Let’s address the elephant in the room and talk about the noisiest night activity in your bedroom. You know, your loud huffing and puffing that drives your spouse crazy and disrupts his or her sweet slumber at night? The habit that leaves your spouse tired and unable to effectively function the next day?

That’s right, I’m referring to snoring.

Almost everyone snores. In fact, 40% of normal adults snore regularly1. While most of the time, snoring is just annoying to those sleeping in the same room—without the snorer knowing it—it’s useful to understand the underlying reasons behind it and learn to identify a chronic or a more sinister condition when you, well, hear it.

Causes

So, why do you snore?

During the sleep cycle, you move from the state of light to deep sleep. As you progress, the soft palate (the muscles in the roof of your mouth), your tongue and your throat relax. Sometimes, they are so relaxed that they partly close the upper airway and block the air travelling through to the lungs. When it happens, it reduces the space in your airways, causing the tissues to vibrate when air flows through.

By the way, you may already notice that nobody snores when they are awake because the muscles in the neck and throat only relax during sleep.

Conditions

Why do some people snore louder than others? The severity of your snoring can be attributed to several factors, including the anatomy of your mouth and sinuses, alcohol consumption, sleep position and even your weight.
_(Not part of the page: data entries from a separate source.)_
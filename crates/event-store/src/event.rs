use chrono::{DateTime, Utc};
use common::EventId;
use serde::{Deserialize, Serialize};

use crate::error::{EventStoreError, Result};

/// Well-known event type recorded when an entity is first established.
pub const EVENT_TYPE_CREATE: &str = "create";

/// Well-known event type recorded when an entity's fields change.
pub const EVENT_TYPE_UPDATE: &str = "update";

/// Well-known event type recorded when an entity is removed.
pub const EVENT_TYPE_DELETE: &str = "delete";

/// Stream-position and attribution metadata carried by every event.
#[derive(Debug, Clone, Default, PartialEq, Serialize, Deserialize)]
pub struct EventMeta {
    /// The concrete entity the event belongs to.
    pub entity_id: String,

    /// The entity kind (e.g. "Blog", "Post").
    pub entity_type: String,

    /// The aggregate root the entity belongs to.
    ///
    /// Equals `entity_id` for aggregate roots themselves.
    pub root_id: String,

    /// Position within the root aggregate's stream, starting at 1.
    pub sequence_no: i64,

    /// The user the change is attributed to.
    pub user: String,

    /// The application module that issued the change.
    pub module: String,

    /// Logical grouping for the change.
    pub group: String,

    /// The read-model table this event ultimately affects.
    pub schema_name: String,

    /// When the event was created.
    pub created: DateTime<Utc>,
}

/// One committed fact: an immutable record of a single state change.
#[derive(Debug, Clone, PartialEq, Serialize, Deserialize)]
pub struct Event {
    /// Globally unique, time-ordered identifier.
    pub id: EventId,

    /// String tag describing the change ("create", "update", "delete",
    /// or domain-specific).
    pub event_type: String,

    /// The serialized change data.
    pub payload: serde_json::Value,

    /// Schema version of the payload, not of the aggregate.
    pub version: u32,

    /// Stream-position and attribution metadata.
    pub meta: EventMeta,
}

impl Event {
    /// Creates a new event with a fresh ID and the current timestamp.
    ///
    /// Stream-position fields (`root_id`, `sequence_no`) are stamped by
    /// the aggregate when the event is recorded as a change.
    pub fn new(
        event_type: impl Into<String>,
        entity_id: impl Into<String>,
        entity_type: impl Into<String>,
        payload: serde_json::Value,
    ) -> Self {
        let entity_type = entity_type.into();
        Self {
            id: EventId::new(),
            event_type: event_type.into(),
            payload,
            version: 1,
            meta: EventMeta {
                entity_id: entity_id.into(),
                schema_name: entity_type.clone(),
                entity_type,
                created: Utc::now(),
                ..EventMeta::default()
            },
        }
    }

    /// Checks the commit preconditions for this event.
    ///
    /// An event is committable only when its identity fields are all
    /// present: `id`, `event_type`, `meta.entity_id`, `meta.entity_type`
    /// and a non-zero payload `version`. Returns the first violation
    /// found.
    pub fn validate(&self) -> Result<()> {
        let field = if self.id.is_nil() {
            Some("id")
        } else if self.event_type.is_empty() {
            Some("type")
        } else if self.meta.entity_id.is_empty() {
            Some("meta.entity_id")
        } else if self.meta.entity_type.is_empty() {
            Some("meta.entity_type")
        } else if self.version == 0 {
            Some("version")
        } else {
            None
        };

        match field {
            Some(field) => Err(EventStoreError::InvalidEvent {
                event_id: self.id.to_string(),
                field,
            }),
            None => Ok(()),
        }
    }

    /// Returns whether the event passes its commit preconditions.
    pub fn is_valid(&self) -> bool {
        self.validate().is_ok()
    }
}

/// Builds a "create" event for a new entity.
pub fn create_event(
    entity_id: impl Into<String>,
    entity_type: impl Into<String>,
    payload: serde_json::Value,
) -> Event {
    Event::new(EVENT_TYPE_CREATE, entity_id, entity_type, payload)
}

/// Builds an "update" event carrying changed fields.
pub fn update_event(
    entity_id: impl Into<String>,
    entity_type: impl Into<String>,
    payload: serde_json::Value,
) -> Event {
    Event::new(EVENT_TYPE_UPDATE, entity_id, entity_type, payload)
}

/// Builds a "delete" event for an entity.
pub fn delete_event(entity_id: impl Into<String>, entity_type: impl Into<String>) -> Event {
    Event::new(EVENT_TYPE_DELETE, entity_id, entity_type, serde_json::Value::Null)
}

#[cfg(test)]
mod tests {
    use super::*;

    #[test]
    fn new_event_is_valid() {
        let event = create_event("blog-1", "Blog", serde_json::json!({"title": "hello"}));
        assert!(event.is_valid());
        assert_eq!(event.event_type, "create");
        assert_eq!(event.meta.entity_id, "blog-1");
        assert_eq!(event.meta.schema_name, "Blog");
        assert_eq!(event.version, 1);
    }

    #[test]
    fn validate_reports_first_missing_field() {
        let mut event = create_event("blog-1", "Blog", serde_json::json!({}));
        event.event_type = String::new();
        event.meta.entity_id = String::new();

        match event.validate() {
            Err(EventStoreError::InvalidEvent { field, .. }) => assert_eq!(field, "type"),
            other => panic!("expected InvalidEvent, got {other:?}"),
        }
    }

    #[test]
    fn validate_rejects_nil_id() {
        let mut event = create_event("blog-1", "Blog", serde_json::json!({}));
        event.id = common::EventId::nil();

        match event.validate() {
            Err(EventStoreError::InvalidEvent { field, .. }) => assert_eq!(field, "id"),
            other => panic!("expected InvalidEvent, got {other:?}"),
        }
    }

    #[test]
    fn validate_rejects_zero_version() {
        let mut event = update_event("blog-1", "Blog", serde_json::json!({}));
        event.version = 0;

        match event.validate() {
            Err(EventStoreError::InvalidEvent { field, .. }) => assert_eq!(field, "version"),
            other => panic!("expected InvalidEvent, got {other:?}"),
        }
    }

    #[test]
    fn invalid_event_message_reads_for_numeric_fields() {
        let mut event = update_event("blog-1", "Blog", serde_json::json!({}));
        event.version = 0;

        let err = event.validate().unwrap_err();
        assert_eq!(
            err.to_string(),
            format!("invalid event {}: version is missing or zero", event.id)
        );
    }

    #[test]
    fn event_round_trips_through_json() {
        let event = update_event("blog-1", "Blog", serde_json::json!({"title": "new"}));
        let json = serde_json::to_string(&event).unwrap();
        let back: Event = serde_json::from_str(&json).unwrap();
        assert_eq!(event, back);
    }
}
Firstly, let’s take a look at the anatomy of your mouth. The structure of your nose or jaw can be a reason for snoring. If you have a low, thick, soft palate, it means that your airway can be narrowed when it is relaxed. Chronic nasal problems such as congestion or a crooked partition between your nostrils as well as physical ailments in the nose and throat, including cold or allergies, may also be the culprit. These include nasal polyps (soft growths that line the insides of the sinuses) and enlarged tonsils or adenoids.

Source: Easmed

If you drink regularly, you probably know that alcohol is an effective muscle relaxant, and thus, drinking right before bedtime can be disruptive. Drinking slackens your throat and lowers your natural defense against airway obstruction.

Your sleep position can also impact snoring. Generally, snoring becomes worse when you sleep on your back. This is because the throat and the airway are more likely to cave in due to the weight of your neck or your chest. It is, however, a problem that can easily be resolved. An adjustment as simple as elevating your head slightly with a latex pillow or sleeping on your side or belly might do the trick.

People who are overweight are more likely to snore too. This is because the weight of the neck increases correspondingly with weight gain and adding extra tissues in the back of the throat means narrower airways. Also, as you age, your throat muscles and tongues tend to relax more, which causes you to snore more frequently.

Should You See a Doctor?

Should you be concerned if you snore? While it is not always true, chronic snoring may be more than just a nuisance; it can be a sign of something more serious, such as obstructive sleep apnea. Obstructive sleep apnea occurs when breathing is disrupted during sleep for short periods and is a risk factor for cardiovascular disease. Other clues to obstructive sleep apnea include pauses in breathing, gasping or choking while sleeping, chest pain at night, morning headaches and sore throat upon awakening.

If you experience the above symptoms, you may want to consult a sleep specialist or a healthcare professional to identify the root cause of your problem and work out a treatment plan. Even if it is not a serious condition, treating your snoring will do your spouse much good. After all, snoring and romance don’t always go hand in hand, and you don’t want it to ruin your relationship, or a good night’s sleep.